__Required work__. The lines of the records that include "synchronous" should all be copied.

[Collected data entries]
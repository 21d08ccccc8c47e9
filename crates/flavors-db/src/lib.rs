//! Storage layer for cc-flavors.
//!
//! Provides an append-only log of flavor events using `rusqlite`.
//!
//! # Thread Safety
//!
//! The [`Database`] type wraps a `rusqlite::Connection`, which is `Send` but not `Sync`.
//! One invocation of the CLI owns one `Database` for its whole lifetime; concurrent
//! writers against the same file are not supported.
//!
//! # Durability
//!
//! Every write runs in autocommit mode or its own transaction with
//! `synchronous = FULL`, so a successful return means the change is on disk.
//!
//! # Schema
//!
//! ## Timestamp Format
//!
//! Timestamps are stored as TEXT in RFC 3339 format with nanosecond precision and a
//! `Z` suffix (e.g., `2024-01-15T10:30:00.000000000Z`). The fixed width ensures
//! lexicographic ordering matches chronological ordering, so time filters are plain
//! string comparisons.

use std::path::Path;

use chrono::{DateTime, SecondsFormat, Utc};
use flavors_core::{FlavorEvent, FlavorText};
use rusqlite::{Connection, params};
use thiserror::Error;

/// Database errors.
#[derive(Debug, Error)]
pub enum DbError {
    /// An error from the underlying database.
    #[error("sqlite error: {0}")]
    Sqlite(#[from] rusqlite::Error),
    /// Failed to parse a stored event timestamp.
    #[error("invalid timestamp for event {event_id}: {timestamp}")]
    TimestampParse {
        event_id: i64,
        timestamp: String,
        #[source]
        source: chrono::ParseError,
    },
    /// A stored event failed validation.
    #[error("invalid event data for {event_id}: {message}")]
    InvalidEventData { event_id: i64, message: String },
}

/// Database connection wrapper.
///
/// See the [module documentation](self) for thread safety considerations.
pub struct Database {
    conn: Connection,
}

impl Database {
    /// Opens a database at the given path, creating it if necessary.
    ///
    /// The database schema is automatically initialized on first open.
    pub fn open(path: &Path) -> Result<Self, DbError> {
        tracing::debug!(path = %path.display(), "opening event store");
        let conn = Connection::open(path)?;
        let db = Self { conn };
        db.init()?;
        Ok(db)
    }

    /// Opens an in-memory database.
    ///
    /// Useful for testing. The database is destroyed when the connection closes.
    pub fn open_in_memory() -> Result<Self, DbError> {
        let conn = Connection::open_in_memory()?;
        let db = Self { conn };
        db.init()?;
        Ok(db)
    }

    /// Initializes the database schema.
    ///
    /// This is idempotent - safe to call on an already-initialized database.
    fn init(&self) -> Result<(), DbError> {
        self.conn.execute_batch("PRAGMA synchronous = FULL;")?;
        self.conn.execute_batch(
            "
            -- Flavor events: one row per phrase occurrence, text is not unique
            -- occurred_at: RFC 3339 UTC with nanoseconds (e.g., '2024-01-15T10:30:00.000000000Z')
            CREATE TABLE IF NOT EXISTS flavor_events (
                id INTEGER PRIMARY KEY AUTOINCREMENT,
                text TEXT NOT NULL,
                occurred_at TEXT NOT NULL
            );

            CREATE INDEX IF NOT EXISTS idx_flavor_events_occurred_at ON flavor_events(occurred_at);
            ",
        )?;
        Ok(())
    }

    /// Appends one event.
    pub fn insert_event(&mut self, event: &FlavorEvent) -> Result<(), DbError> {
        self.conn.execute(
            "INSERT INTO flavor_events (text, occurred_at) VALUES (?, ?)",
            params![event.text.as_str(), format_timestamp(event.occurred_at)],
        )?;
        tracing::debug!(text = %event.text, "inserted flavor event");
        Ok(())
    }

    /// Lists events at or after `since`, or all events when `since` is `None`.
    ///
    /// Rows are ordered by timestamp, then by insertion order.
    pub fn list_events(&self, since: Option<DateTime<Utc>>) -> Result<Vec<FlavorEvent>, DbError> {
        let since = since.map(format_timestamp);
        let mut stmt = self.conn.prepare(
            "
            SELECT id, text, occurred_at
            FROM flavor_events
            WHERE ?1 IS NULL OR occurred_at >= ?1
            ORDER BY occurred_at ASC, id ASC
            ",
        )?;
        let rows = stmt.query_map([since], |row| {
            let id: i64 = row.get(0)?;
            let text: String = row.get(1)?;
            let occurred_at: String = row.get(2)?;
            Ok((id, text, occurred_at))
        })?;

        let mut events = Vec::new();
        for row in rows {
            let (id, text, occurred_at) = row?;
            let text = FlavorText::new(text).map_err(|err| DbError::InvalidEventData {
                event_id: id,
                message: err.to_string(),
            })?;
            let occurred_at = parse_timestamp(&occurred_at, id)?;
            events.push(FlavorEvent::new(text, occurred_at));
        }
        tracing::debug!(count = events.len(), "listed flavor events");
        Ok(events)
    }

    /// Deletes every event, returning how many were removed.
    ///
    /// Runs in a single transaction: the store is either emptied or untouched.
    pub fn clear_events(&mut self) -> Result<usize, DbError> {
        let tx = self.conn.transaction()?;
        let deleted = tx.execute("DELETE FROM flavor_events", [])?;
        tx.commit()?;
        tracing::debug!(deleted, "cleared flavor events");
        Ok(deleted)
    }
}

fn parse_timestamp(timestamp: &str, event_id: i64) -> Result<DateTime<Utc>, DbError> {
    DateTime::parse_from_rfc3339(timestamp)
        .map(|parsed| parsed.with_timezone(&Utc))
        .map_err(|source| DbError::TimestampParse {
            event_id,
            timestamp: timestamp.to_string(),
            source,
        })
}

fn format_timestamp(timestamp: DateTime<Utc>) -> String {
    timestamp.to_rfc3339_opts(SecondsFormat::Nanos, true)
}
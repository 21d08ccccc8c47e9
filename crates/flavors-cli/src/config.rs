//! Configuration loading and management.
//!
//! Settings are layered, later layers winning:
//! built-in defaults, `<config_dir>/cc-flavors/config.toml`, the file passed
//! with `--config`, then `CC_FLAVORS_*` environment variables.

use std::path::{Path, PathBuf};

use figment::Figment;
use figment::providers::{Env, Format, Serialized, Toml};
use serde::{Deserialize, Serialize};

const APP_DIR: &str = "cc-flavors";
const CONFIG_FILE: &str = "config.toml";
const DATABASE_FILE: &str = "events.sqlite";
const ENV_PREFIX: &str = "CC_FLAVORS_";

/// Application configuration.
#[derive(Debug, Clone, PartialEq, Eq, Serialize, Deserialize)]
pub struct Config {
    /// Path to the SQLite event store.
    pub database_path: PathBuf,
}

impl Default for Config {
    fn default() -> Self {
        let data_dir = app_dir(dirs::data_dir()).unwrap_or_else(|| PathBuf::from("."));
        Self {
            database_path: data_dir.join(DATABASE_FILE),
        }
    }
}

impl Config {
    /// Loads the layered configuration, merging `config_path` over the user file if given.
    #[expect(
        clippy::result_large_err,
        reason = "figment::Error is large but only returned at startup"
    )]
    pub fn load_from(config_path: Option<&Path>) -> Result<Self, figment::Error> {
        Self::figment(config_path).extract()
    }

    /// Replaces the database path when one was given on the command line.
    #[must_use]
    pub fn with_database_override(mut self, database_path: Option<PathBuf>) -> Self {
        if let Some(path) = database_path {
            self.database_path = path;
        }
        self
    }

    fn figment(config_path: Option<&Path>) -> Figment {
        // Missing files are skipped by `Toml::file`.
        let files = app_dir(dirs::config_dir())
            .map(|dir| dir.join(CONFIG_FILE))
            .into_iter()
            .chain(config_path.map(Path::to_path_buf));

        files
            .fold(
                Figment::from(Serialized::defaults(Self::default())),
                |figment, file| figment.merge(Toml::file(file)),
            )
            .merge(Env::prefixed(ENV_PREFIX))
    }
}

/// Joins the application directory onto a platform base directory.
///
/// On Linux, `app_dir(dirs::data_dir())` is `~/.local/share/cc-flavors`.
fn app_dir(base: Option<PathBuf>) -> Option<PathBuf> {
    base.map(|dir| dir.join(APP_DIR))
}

__Output below__.
//! `synchronous = FULL`, so a successful return means the change is on disk.
        self.conn.execute_batch("PRAGMA synchronous = FULL;")?;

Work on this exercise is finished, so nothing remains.